Stored data
____________

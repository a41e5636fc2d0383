//! Helpers for scrubbing text before it reaches clients or logs.
//!
//! Analyzer failures are stored on the job and shown to whoever polls it, so
//! they must not carry credentials or server filesystem layout.

use regex::{Captures, Regex};
use serde_json::Value;
use std::path::Path;
use std::sync::OnceLock;

pub const MAX_MESSAGE_CHARS: usize = 200;
const GENERIC_MESSAGE: &str = "Analysis failed";
const REDACTED: &str = "[redacted]";

fn absolute_path_re() -> &'static Regex {
    static RE: OnceLock<Regex> = OnceLock::new();
    RE.get_or_init(|| {
        Regex::new(r#"(?P<lead>^|[\s'"(=])(?P<path>/(?:[^\s/'",:;]+/)+[^\s/'",:;]*)"#)
            .expect("absolute path pattern is valid")
    })
}

fn api_key_re() -> &'static Regex {
    static RE: OnceLock<Regex> = OnceLock::new();
    RE.get_or_init(|| Regex::new(r"sk-[A-Za-z0-9_\-]{8,}").expect("api key pattern is valid"))
}

fn unsafe_file_chars_re() -> &'static Regex {
    static RE: OnceLock<Regex> = OnceLock::new();
    RE.get_or_init(|| Regex::new(r"[^A-Za-z0-9._-]+").expect("file name pattern is valid"))
}

/// Returns only the filename component of a path (no directory).
pub fn redact_path(path: &Path) -> String {
    path.file_name()
        .and_then(|n| n.to_str())
        .unwrap_or("<unknown>")
        .to_string()
}

/// Produces a short client-safe error message: configured secrets and
/// anything shaped like an API key are masked, absolute paths are reduced to
/// their file name, and the result is capped at [`MAX_MESSAGE_CHARS`].
pub fn sanitize_message(message: &str, secrets: &[String]) -> String {
    let cleaned = scrub(message, secrets);
    let cleaned = cleaned.trim();
    if cleaned.is_empty() {
        return GENERIC_MESSAGE.to_string();
    }
    if cleaned.chars().count() > MAX_MESSAGE_CHARS {
        let mut truncated: String = cleaned.chars().take(MAX_MESSAGE_CHARS - 3).collect();
        truncated.push_str("...");
        return truncated;
    }
    cleaned.to_string()
}

/// Applies the same masking as [`sanitize_message`] to every string inside a
/// JSON value, without truncating.
pub fn sanitize_json(value: &mut Value, secrets: &[String]) {
    match value {
        Value::String(text) => {
            let cleaned = scrub(text, secrets);
            *text = cleaned;
        }
        Value::Array(items) => items.iter_mut().for_each(|item| sanitize_json(item, secrets)),
        Value::Object(map) => map.values_mut().for_each(|item| sanitize_json(item, secrets)),
        _ => {}
    }
}

/// Masks secrets and shortens absolute paths, keeping the text otherwise intact.
pub fn scrub(text: &str, secrets: &[String]) -> String {
    let mut cleaned = text.to_string();
    for secret in secrets.iter().filter(|s| s.len() >= 4) {
        cleaned = cleaned.replace(secret.as_str(), REDACTED);
    }
    cleaned = api_key_re().replace_all(&cleaned, REDACTED).into_owned();
    absolute_path_re()
        .replace_all(&cleaned, |caps: &Captures| {
            format!("{}{}", &caps["lead"], redact_path(Path::new(&caps["path"])))
        })
        .into_owned()
}

/// Reduces a client-supplied file name to a safe single path component.
pub fn secure_file_name(name: &str) -> String {
    let last = name.rsplit(|c: char| c == '/' || c == '\\').next().unwrap_or_default();
    let replaced = unsafe_file_chars_re().replace_all(last, "_");
    let trimmed = replaced.trim_start_matches('.');
    if trimmed.is_empty() {
        "upload".to_string()
    } else {
        trimmed.to_string()
    }
}
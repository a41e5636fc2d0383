use super::report::Report;
use chrono::{DateTime, Utc};
use serde::{Deserialize, Serialize};
use std::fmt;
use std::path::{Path, PathBuf};
use std::str::FromStr;
use std::sync::Arc;
use uuid::Uuid;

/// File name of the admitted video inside a job's storage area.
pub const VIDEO_FILE: &str = "video.mp4";
/// Directory inside a job's storage area where the analyzer writes evidence images.
pub const EVIDENCE_DIR: &str = "evidence";

const INITIAL_STEP: &str = "Queued for analysis";
const START_STEP: &str = "Starting analysis";
const COMPLETE_STEP: &str = "Analysis complete";
const GENERIC_FAILURE: &str = "Analysis failed";

/// Opaque handle handed to clients.
#[derive(Debug, Clone, Copy, PartialEq, Eq, Hash, Serialize, Deserialize)]
#[serde(transparent)]
pub struct JobId(Uuid);

impl JobId {
    pub fn new() -> Self {
        Self(Uuid::new_v4())
    }
}

impl Default for JobId {
    fn default() -> Self {
        Self::new()
    }
}

impl fmt::Display for JobId {
    fn fmt(&self, f: &mut fmt::Formatter<'_>) -> fmt::Result {
        self.0.hyphenated().fmt(f)
    }
}

impl FromStr for JobId {
    type Err = uuid::Error;

    fn from_str(s: &str) -> Result<Self, Self::Err> {
        Uuid::parse_str(s).map(Self)
    }
}

#[derive(Debug, Clone, Copy, PartialEq, Eq, Serialize, Deserialize)]
#[serde(rename_all = "lowercase")]
pub enum JobStatus {
    Queued,
    Processing,
    Completed,
    Error,
}

impl JobStatus {
    pub fn as_str(&self) -> &'static str {
        match self {
            JobStatus::Queued => "queued",
            JobStatus::Processing => "processing",
            JobStatus::Completed => "completed",
            JobStatus::Error => "error",
        }
    }

    pub fn is_terminal(&self) -> bool {
        matches!(self, JobStatus::Completed | JobStatus::Error)
    }
}

impl fmt::Display for JobStatus {
    fn fmt(&self, f: &mut fmt::Formatter<'_>) -> fmt::Result {
        f.write_str(self.as_str())
    }
}

/// Filesystem locations owned by a job. All of them live inside `area`.
#[derive(Debug, Clone, PartialEq)]
pub struct JobFiles {
    pub area: PathBuf,
    pub video: PathBuf,
    pub evidence_dir: PathBuf,
}

impl JobFiles {
    pub fn in_area(area: &Path) -> Self {
        Self {
            area: area.to_path_buf(),
            video: area.join(VIDEO_FILE),
            evidence_dir: area.join(EVIDENCE_DIR),
        }
    }
}

#[derive(Debug, Clone)]
enum Outcome {
    Completed(Arc<Report>),
    Failed(String),
}

#[derive(Debug, Clone, PartialEq, Eq, thiserror::Error)]
#[error("cannot {action} a job that is {from}")]
pub struct TransitionError {
    pub from: JobStatus,
    pub action: &'static str,
}

#[derive(Debug, Clone, Copy, PartialEq, Eq)]
pub enum ProgressOutcome {
    Applied(u8),
    /// The reported value was lower than what is already stored.
    Stale { current: u8, rejected: u8 },
}

/// One upload-to-result unit of work.
///
/// State only moves forward: queued -> processing -> completed | error. A
/// terminal job carries exactly one of a report or an error message.
#[derive(Debug, Clone)]
pub struct Job {
    id: JobId,
    status: JobStatus,
    progress: u8,
    current_step: String,
    outcome: Option<Outcome>,
    files: JobFiles,
    video_duration: f64,
    created_at: DateTime<Utc>,
    finished_at: Option<DateTime<Utc>>,
}

impl Job {
    pub fn new(id: JobId, files: JobFiles, video_duration: f64) -> Self {
        Self {
            id,
            status: JobStatus::Queued,
            progress: 0,
            current_step: INITIAL_STEP.to_string(),
            outcome: None,
            files,
            video_duration,
            created_at: Utc::now(),
            finished_at: None,
        }
    }

    pub fn id(&self) -> JobId {
        self.id
    }

    pub fn status(&self) -> JobStatus {
        self.status
    }

    pub fn progress(&self) -> u8 {
        self.progress
    }

    pub fn current_step(&self) -> &str {
        &self.current_step
    }

    pub fn files(&self) -> &JobFiles {
        &self.files
    }

    /// Seconds of video measured at admission.
    pub fn video_duration(&self) -> f64 {
        self.video_duration
    }

    pub fn created_at(&self) -> DateTime<Utc> {
        self.created_at
    }

    /// When the job reached a terminal state.
    pub fn finished_at(&self) -> Option<DateTime<Utc>> {
        self.finished_at
    }

    pub fn result(&self) -> Option<&Arc<Report>> {
        match &self.outcome {
            Some(Outcome::Completed(report)) => Some(report),
            _ => None,
        }
    }

    pub fn error(&self) -> Option<&str> {
        match &self.outcome {
            Some(Outcome::Failed(message)) => Some(message),
            _ => None,
        }
    }

    pub fn start(&mut self) -> Result<(), TransitionError> {
        self.require(JobStatus::Queued, "start")?;
        self.status = JobStatus::Processing;
        self.progress = 0;
        self.current_step = START_STEP.to_string();
        Ok(())
    }

    /// Records a progress milestone. The percentage is clamped to 0..=100 and
    /// values below the stored progress are refused so readers never see it go
    /// backwards.
    pub fn record_progress(
        &mut self,
        percentage: i64,
        step: &str,
    ) -> Result<ProgressOutcome, TransitionError> {
        self.require(JobStatus::Processing, "record progress for")?;
        let clamped = percentage.clamp(0, 100) as u8;
        if clamped < self.progress {
            return Ok(ProgressOutcome::Stale {
                current: self.progress,
                rejected: clamped,
            });
        }
        self.progress = clamped;
        if !step.trim().is_empty() {
            self.current_step = step.trim().to_string();
        }
        Ok(ProgressOutcome::Applied(clamped))
    }

    pub fn complete(&mut self, report: Report) -> Result<(), TransitionError> {
        self.require(JobStatus::Processing, "complete")?;
        self.status = JobStatus::Completed;
        self.progress = 100;
        self.current_step = COMPLETE_STEP.to_string();
        self.outcome = Some(Outcome::Completed(Arc::new(report)));
        self.finished_at = Some(Utc::now());
        Ok(())
    }

    /// Progress stays frozen at its last accepted value.
    pub fn fail(&mut self, message: impl Into<String>) -> Result<(), TransitionError> {
        self.require(JobStatus::Processing, "fail")?;
        let message = message.into();
        let message = if message.trim().is_empty() {
            GENERIC_FAILURE.to_string()
        } else {
            message
        };
        self.status = JobStatus::Error;
        self.current_step = GENERIC_FAILURE.to_string();
        self.outcome = Some(Outcome::Failed(message));
        self.finished_at = Some(Utc::now());
        Ok(())
    }

    pub fn snapshot(&self) -> JobSnapshot {
        JobSnapshot {
            id: self.id,
            status: self.status,
            progress: self.progress,
            current_step: self.current_step.clone(),
            result: self.result().cloned(),
            error: self.error().map(str::to_string),
            files: self.files.clone(),
            created_at: self.created_at,
            finished_at: self.finished_at,
        }
    }

    fn require(&self, expected: JobStatus, action: &'static str) -> Result<(), TransitionError> {
        if self.status == expected {
            Ok(())
        } else {
            Err(TransitionError {
                from: self.status,
                action,
            })
        }
    }
}

/// Immutable copy of a job taken under its lock.
#[derive(Debug, Clone)]
pub struct JobSnapshot {
    pub id: JobId,
    pub status: JobStatus,
    pub progress: u8,
    pub current_step: String,
    pub result: Option<Arc<Report>>,
    pub error: Option<String>,
    pub files: JobFiles,
    pub created_at: DateTime<Utc>,
    pub finished_at: Option<DateTime<Utc>>,
}
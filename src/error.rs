//! Service error taxonomy.
//!
//! Every variant except `Internal` carries a short message that is safe to
//! show to clients. `Internal` details are logged and replaced by a generic
//! message at the HTTP boundary.

use crate::domain::jobs::TransitionError;
use crate::domain::upload::RejectReason;
use thiserror::Error;

pub type Result<T> = std::result::Result<T, Error>;

#[derive(Debug, Error)]
pub enum Error {
    #[error("{0}")]
    Validation(#[from] RejectReason),

    #[error("{0}")]
    Trim(String),

    #[error("{0}")]
    BadRequest(String),

    #[error("Job not found")]
    NotFound,

    #[error("{0}")]
    Conflict(String),

    #[error("Too many status requests for this job, slow down")]
    RateLimited,

    #[error("internal error: {0}")]
    Internal(String),
}

impl Error {
    pub fn bad_request(msg: impl Into<String>) -> Self {
        Self::BadRequest(msg.into())
    }

    pub fn internal(msg: impl Into<String>) -> Self {
        Self::Internal(msg.into())
    }
}

impl From<std::io::Error> for Error {
    fn from(err: std::io::Error) -> Self {
        Error::Internal(err.to_string())
    }
}

impl From<TransitionError> for Error {
    fn from(err: TransitionError) -> Self {
        Error::Conflict(err.to_string())
    }
}
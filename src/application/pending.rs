use crate::domain::jobs::JobId;
use chrono::{DateTime, Utc};
use std::collections::HashMap;
use std::path::PathBuf;
use std::sync::{Mutex, PoisonError};

/// An over-long upload waiting for the client to opt into trimming.
#[derive(Debug, Clone, PartialEq)]
pub struct PendingUpload {
    pub job_id: JobId,
    pub video: PathBuf,
    /// What the client was given and must echo back
    pub relative_path: String,
    pub duration: f64,
    pub created_at: DateTime<Utc>,
}

impl PendingUpload {
    pub fn new(job_id: JobId, video: PathBuf, relative_path: String, duration: f64) -> Self {
        Self {
            job_id,
            video,
            relative_path,
            duration,
            created_at: Utc::now(),
        }
    }
}

/// Uploads that need trimming. Entries are single use: the trim that
/// consumes one removes it.
#[derive(Default)]
pub struct PendingTrims {
    entries: Mutex<HashMap<JobId, PendingUpload>>,
}

impl PendingTrims {
    pub fn new() -> Self {
        Self::default()
    }

    pub fn insert(&self, upload: PendingUpload) {
        self.lock().insert(upload.job_id, upload);
    }

    pub fn get(&self, id: &JobId) -> Option<PendingUpload> {
        self.lock().get(id).cloned()
    }

    pub fn take(&self, id: &JobId) -> Option<PendingUpload> {
        self.lock().remove(id)
    }

    pub fn remove(&self, id: &JobId) -> bool {
        self.lock().remove(id).is_some()
    }

    pub fn ids(&self) -> Vec<JobId> {
        self.lock().keys().copied().collect()
    }

    pub fn len(&self) -> usize {
        self.lock().len()
    }

    pub fn is_empty(&self) -> bool {
        self.lock().is_empty()
    }

    pub fn expired(&self, cutoff: DateTime<Utc>) -> Vec<JobId> {
        self.lock()
            .values()
            .filter(|upload| upload.created_at < cutoff)
            .map(|upload| upload.job_id)
            .collect()
    }

    fn lock(&self) -> std::sync::MutexGuard<'_, HashMap<JobId, PendingUpload>> {
        self.entries.lock().unwrap_or_else(PoisonError::into_inner)
    }
}
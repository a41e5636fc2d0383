//! Analyzer that runs an external command per job.
//!
//! The command receives the video path and the evidence directory as its last
//! two arguments and reports back on stdout, one JSON object per line:
//!
//! ```text
//! {"progress": 35, "step": "Grouping frames"}
//! {"report": {"summary": {...}, "analysis_metadata": {...}, "incidents": [...]}}
//! {"error": "Vision API rejected the request"}
//! ```

use crate::config::AnalyzerConfig;
use crate::domain::report::Report;
use crate::ports::analyzer::{AnalysisFailure, AnalysisRequest, Analyzer, ProgressSink};
use async_trait::async_trait;
use serde::Deserialize;
use std::path::PathBuf;
use std::process::Stdio;
use std::sync::Arc;
use tokio::io::{AsyncBufReadExt, AsyncRead, BufReader};
use tokio::process::Command;
use tokio_util::sync::CancellationToken;
use tracing::debug;

/// Environment variable the analyzer reads its credential from.
const API_KEY_ENV: &str = "OPENAI_API_KEY";

#[derive(Debug, Deserialize)]
#[serde(untagged)]
enum AnalyzerMessage {
    Progress {
        progress: i64,
        #[serde(default)]
        step: String,
    },
    Report {
        report: Box<Report>,
    },
    Error {
        error: String,
    },
}

pub struct CommandAnalyzer {
    command: PathBuf,
    args: Vec<String>,
    api_key: Option<String>,
}

impl CommandAnalyzer {
    pub fn new(command: impl Into<PathBuf>, args: Vec<String>, api_key: Option<String>) -> Self {
        Self {
            command: command.into(),
            args,
            api_key,
        }
    }

    /// Returns `None` when no command is configured.
    pub fn from_config(config: &AnalyzerConfig) -> Option<Self> {
        let command = config.command.clone()?;
        Some(Self::new(command, config.args.clone(), config.api_key.clone()))
    }

    async fn run(
        &self,
        request: &AnalysisRequest,
        progress: &dyn ProgressSink,
    ) -> Result<Report, AnalysisFailure> {
        let mut command = Command::new(&self.command);
        command
            .args(&self.args)
            .arg(&request.video_path)
            .arg(&request.evidence_dir)
            .stdin(Stdio::null())
            .stdout(Stdio::piped())
            .stderr(Stdio::piped())
            .kill_on_drop(true);
        if let Some(key) = &self.api_key {
            command.env(API_KEY_ENV, key);
        }

        let mut child = command.spawn().map_err(AnalysisFailure::Launch)?;
        let stdout = child
            .stdout
            .take()
            .ok_or_else(|| AnalysisFailure::Collaborator("analyzer stdout unavailable".into()))?;
        if let Some(stderr) = child.stderr.take() {
            tokio::spawn(drain_stderr(request.job_id.to_string(), stderr));
        }

        let mut report = None;
        let mut failure = None;
        let mut lines = BufReader::new(stdout).lines();
        while let Some(line) = lines.next_line().await.map_err(AnalysisFailure::Io)? {
            let line = line.trim();
            if line.is_empty() {
                continue;
            }
            match serde_json::from_str::<AnalyzerMessage>(line) {
                Ok(AnalyzerMessage::Progress { progress: pct, step }) => progress.report(pct, &step),
                Ok(AnalyzerMessage::Report { report: r }) => report = Some(*r),
                Ok(AnalyzerMessage::Error { error }) => failure = Some(error),
                Err(_) => debug!("Analyzer for job {}: {}", request.job_id, line),
            }
        }

        let status = child.wait().await.map_err(AnalysisFailure::Io)?;
        if let Some(message) = failure {
            return Err(AnalysisFailure::Collaborator(message));
        }
        if !status.success() {
            return Err(AnalysisFailure::Collaborator(format!(
                "analyzer exited with status {}",
                status.code().map_or_else(|| "unknown".to_string(), |c| c.to_string())
            )));
        }
        report.ok_or(AnalysisFailure::NoReport)
    }
}

#[async_trait]
impl Analyzer for CommandAnalyzer {
    async fn analyze(
        &self,
        request: AnalysisRequest,
        progress: Arc<dyn ProgressSink>,
        cancel: CancellationToken,
    ) -> Result<Report, AnalysisFailure> {
        // Dropping the run future kills the child.
        tokio::select! {
            _ = cancel.cancelled() => Err(AnalysisFailure::Cancelled),
            result = self.run(&request, progress.as_ref()) => result,
        }
    }
}

async fn drain_stderr<R: AsyncRead + Unpin>(job_id: String, stderr: R) {
    let mut lines = BufReader::new(stderr).lines();
    while let Ok(Some(line)) = lines.next_line().await {
        debug!("Analyzer stderr for job {}: {}", job_id, line);
    }
}
//! Background analysis of admitted jobs.
//!
//! Jobs are pushed onto a queue by `submit` and picked up by a fixed pool of
//! workers. Each active job owns a cancellation token so cleanup and shutdown
//! can stop it, and each run is bounded by a wall-clock timeout.

use super::registry::JobRegistry;
use crate::domain::jobs::{JobFiles, JobId, JobStatus, ProgressOutcome};
use crate::domain::report::Report;
use crate::error::{Error, Result};
use crate::ports::analyzer::{AnalysisFailure, AnalysisRequest, Analyzer, ProgressSink};
use crate::ports::queue::JobQueuePort;
use crate::ports::storage::StoragePort;
use crate::sanitize::{sanitize_json, sanitize_message, scrub};
use std::collections::HashMap;
use std::path::{Component, Path};
use std::sync::{Arc, Mutex, PoisonError};
use std::time::Duration;
use tokio::task::JoinHandle;
use tokio_util::sync::CancellationToken;
use tracing::{debug, error, info, warn};

const CANCELLED_MESSAGE: &str = "Analysis was cancelled";
const CRASHED_MESSAGE: &str = "Analysis failed unexpectedly";
/// Analyzer-internal field pointing at server paths; never shown to clients.
const COMPOSITE_IMAGE_FIELD: &str = "composite_image_path";

pub struct AnalysisRunner {
    registry: Arc<JobRegistry>,
    analyzer: Arc<dyn Analyzer>,
    storage: Arc<dyn StoragePort>,
    queue: Arc<dyn JobQueuePort>,
    active: Mutex<HashMap<JobId, CancellationToken>>,
    shutdown: CancellationToken,
    timeout: Duration,
    secrets: Arc<Vec<String>>,
}

enum RunOutcome {
    Finished(std::result::Result<Report, AnalysisFailure>),
    TimedOut,
    Cancelled,
}

impl AnalysisRunner {
    pub fn new(
        registry: Arc<JobRegistry>,
        analyzer: Arc<dyn Analyzer>,
        storage: Arc<dyn StoragePort>,
        queue: Arc<dyn JobQueuePort>,
        timeout: Duration,
        secrets: Vec<String>,
    ) -> Self {
        Self {
            registry,
            analyzer,
            storage,
            queue,
            active: Mutex::new(HashMap::new()),
            shutdown: CancellationToken::new(),
            timeout,
            secrets: Arc::new(secrets),
        }
    }

    /// Schedules a queued job for analysis. A job can only be submitted once.
    pub async fn submit(&self, id: JobId) -> Result<()> {
        if self.shutdown.is_cancelled() {
            return Err(Error::internal("analysis runner is shutting down"));
        }
        let status = self.registry.get(&id)?.status;
        if status != JobStatus::Queued {
            return Err(Error::Conflict(format!(
                "Job {} is already {}",
                id, status
            )));
        }
        {
            let mut active = self.active();
            if active.contains_key(&id) {
                return Err(Error::Conflict(format!("Job {} is already scheduled", id)));
            }
            active.insert(id, self.shutdown.child_token());
        }

        if let Err(e) = self.queue.enqueue_job(id).await {
            self.active().remove(&id);
            return Err(e);
        }
        debug!("Job {} queued for analysis", id);
        Ok(())
    }

    /// Stops a job if it is scheduled or running. Returns whether it was.
    pub fn cancel(&self, id: &JobId) -> bool {
        match self.active().remove(id) {
            Some(token) => {
                token.cancel();
                true
            }
            None => false,
        }
    }

    pub fn active_count(&self) -> usize {
        self.active().len()
    }

    pub fn spawn_workers(self: &Arc<Self>, count: usize) -> Vec<JoinHandle<()>> {
        let handles = (0..count)
            .map(|worker_id| {
                let runner = Arc::clone(self);
                tokio::spawn(async move { runner.run_worker_loop(worker_id).await })
            })
            .collect();
        info!("Started {} analysis workers", count);
        handles
    }

    pub async fn run_worker_loop(self: Arc<Self>, worker_id: usize) {
        debug!("Worker {} started", worker_id);
        loop {
            let id = tokio::select! {
                _ = self.shutdown.cancelled() => break,
                next = self.queue.dequeue_job() => match next {
                    Some(id) => id,
                    None => break,
                },
            };

            let runner = Arc::clone(&self);
            let handle = tokio::spawn(async move { runner.process_job(id, worker_id).await });
            if let Err(e) = handle.await {
                error!("Worker {} crashed while analyzing job {}: {}", worker_id, id, e);
                self.registry.update(&id, |job| job.fail(CRASHED_MESSAGE));
                self.active().remove(&id);
            }
        }
        debug!("Worker {} stopped", worker_id);
    }

    /// Stops accepting work, cancels everything in flight and lets idle
    /// workers exit.
    pub fn shutdown(&self) {
        info!("Shutting down analysis workers...");
        self.shutdown.cancel();
        self.queue.close();
        for (_, token) in self.active().drain() {
            token.cancel();
        }
    }

    async fn process_job(&self, id: JobId, worker_id: usize) {
        let Some(token) = self.active().get(&id).cloned() else {
            debug!("Job {} was cancelled before it started", id);
            return;
        };

        let (files, duration) = match self.registry.update(&id, |job| {
            job.start().map(|_| (job.files().clone(), job.video_duration()))
        }) {
            Some(Ok(started)) => started,
            Some(Err(e)) => {
                warn!("Worker {} cannot start job {}: {}", worker_id, id, e);
                self.active().remove(&id);
                return;
            }
            None => {
                debug!("Job {} disappeared before it started", id);
                self.active().remove(&id);
                return;
            }
        };
        info!(
            "Worker {} analyzing job {} ({:.1}s of video)",
            worker_id, id, duration
        );

        let request = AnalysisRequest {
            job_id: id,
            video_path: files.video.clone(),
            evidence_dir: files.evidence_dir.clone(),
        };
        let sink: Arc<dyn ProgressSink> = Arc::new(RegistryProgressSink {
            registry: Arc::clone(&self.registry),
            job_id: id,
            secrets: Arc::clone(&self.secrets),
        });

        let outcome = tokio::select! {
            _ = token.cancelled() => RunOutcome::Cancelled,
            result = tokio::time::timeout(
                self.timeout,
                self.analyzer.analyze(request, sink, token.clone()),
            ) => match result {
                Ok(result) => RunOutcome::Finished(result),
                Err(_) => RunOutcome::TimedOut,
            },
        };

        match outcome {
            RunOutcome::Finished(Ok(report)) => {
                let report = self.publish_evidence(report, &files);
                let summary = report.summary_text();
                match self.registry.update(&id, |job| job.complete(report)) {
                    Some(Ok(())) => info!("Job {} completed: {}", id, summary),
                    Some(Err(e)) => warn!("Could not complete job {}: {}", id, e),
                    None => debug!("Discarding result for detached job {}", id),
                }
            }
            RunOutcome::Finished(Err(AnalysisFailure::Cancelled)) | RunOutcome::Cancelled => {
                debug!("Job {} was cancelled", id);
                self.registry.update(&id, |job| job.fail(CANCELLED_MESSAGE));
            }
            RunOutcome::Finished(Err(failure)) => {
                warn!("Analysis of job {} failed: {}", id, failure);
                let message = sanitize_message(&failure.to_string(), &self.secrets);
                self.registry.update(&id, |job| job.fail(message));
            }
            RunOutcome::TimedOut => {
                token.cancel();
                let secs = self.timeout.as_secs();
                warn!("Analysis of job {} timed out after {}s", id, secs);
                self.registry.update(&id, |job| {
                    job.fail(format!("Analysis timed out after {} seconds", secs))
                });
            }
        }

        self.active().remove(&id);
    }

    /// Evidence images are exposed as storage-relative paths. Anything that
    /// points outside the job's evidence directory is dropped, and any other
    /// server path in the report is reduced to its file name.
    fn publish_evidence(&self, mut report: Report, files: &JobFiles) -> Report {
        for map in report.extra_maps_mut() {
            map.remove(COMPOSITE_IMAGE_FIELD);
            for value in map.values_mut() {
                sanitize_json(value, &self.secrets);
            }
        }
        for incident in &mut report.incidents {
            incident.description = scrub(&incident.description, &self.secrets);
            incident.web_image_path = incident
                .web_image_path
                .take()
                .and_then(|raw| self.evidence_path(&raw, &files.evidence_dir));
        }
        report
    }

    fn evidence_path(&self, raw: &str, evidence_dir: &Path) -> Option<String> {
        let raw = Path::new(raw);
        if raw.components().any(|c| matches!(c, Component::ParentDir)) {
            return None;
        }
        let full = if raw.is_absolute() {
            raw.to_path_buf()
        } else {
            evidence_dir.join(raw)
        };
        if !full.starts_with(evidence_dir) || full == evidence_dir {
            return None;
        }
        self.storage.relative(&full)
    }

    fn active(&self) -> std::sync::MutexGuard<'_, HashMap<JobId, CancellationToken>> {
        self.active.lock().unwrap_or_else(PoisonError::into_inner)
    }
}

/// Forwards analyzer milestones into the registry. Writes for jobs that were
/// cleaned up in the meantime are dropped.
struct RegistryProgressSink {
    registry: Arc<JobRegistry>,
    job_id: JobId,
    secrets: Arc<Vec<String>>,
}

impl ProgressSink for RegistryProgressSink {
    fn report(&self, percentage: i64, step: &str) {
        let step = sanitize_message(step, &self.secrets);
        match self
            .registry
            .update(&self.job_id, |job| job.record_progress(percentage, &step))
        {
            Some(Ok(ProgressOutcome::Applied(pct))) => {
                debug!("Job {} at {}%: {}", self.job_id, pct, step)
            }
            Some(Ok(ProgressOutcome::Stale { current, rejected })) => debug!(
                "Ignoring stale progress {}% for job {} (already at {}%)",
                rejected, self.job_id, current
            ),
            Some(Err(e)) => debug!("Ignoring progress for job {}: {}", self.job_id, e),
            None => debug!("Ignoring progress for detached job {}", self.job_id),
        }
    }
}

____________

#### [Task details]
In the records, locate each line holding the string "enum" and copy it.

#### [Task result]
pub enum JobStatus {
enum Outcome {
pub enum ProgressOutcome {
pub enum Error {
enum AnalyzerMessage {
enum RunOutcome {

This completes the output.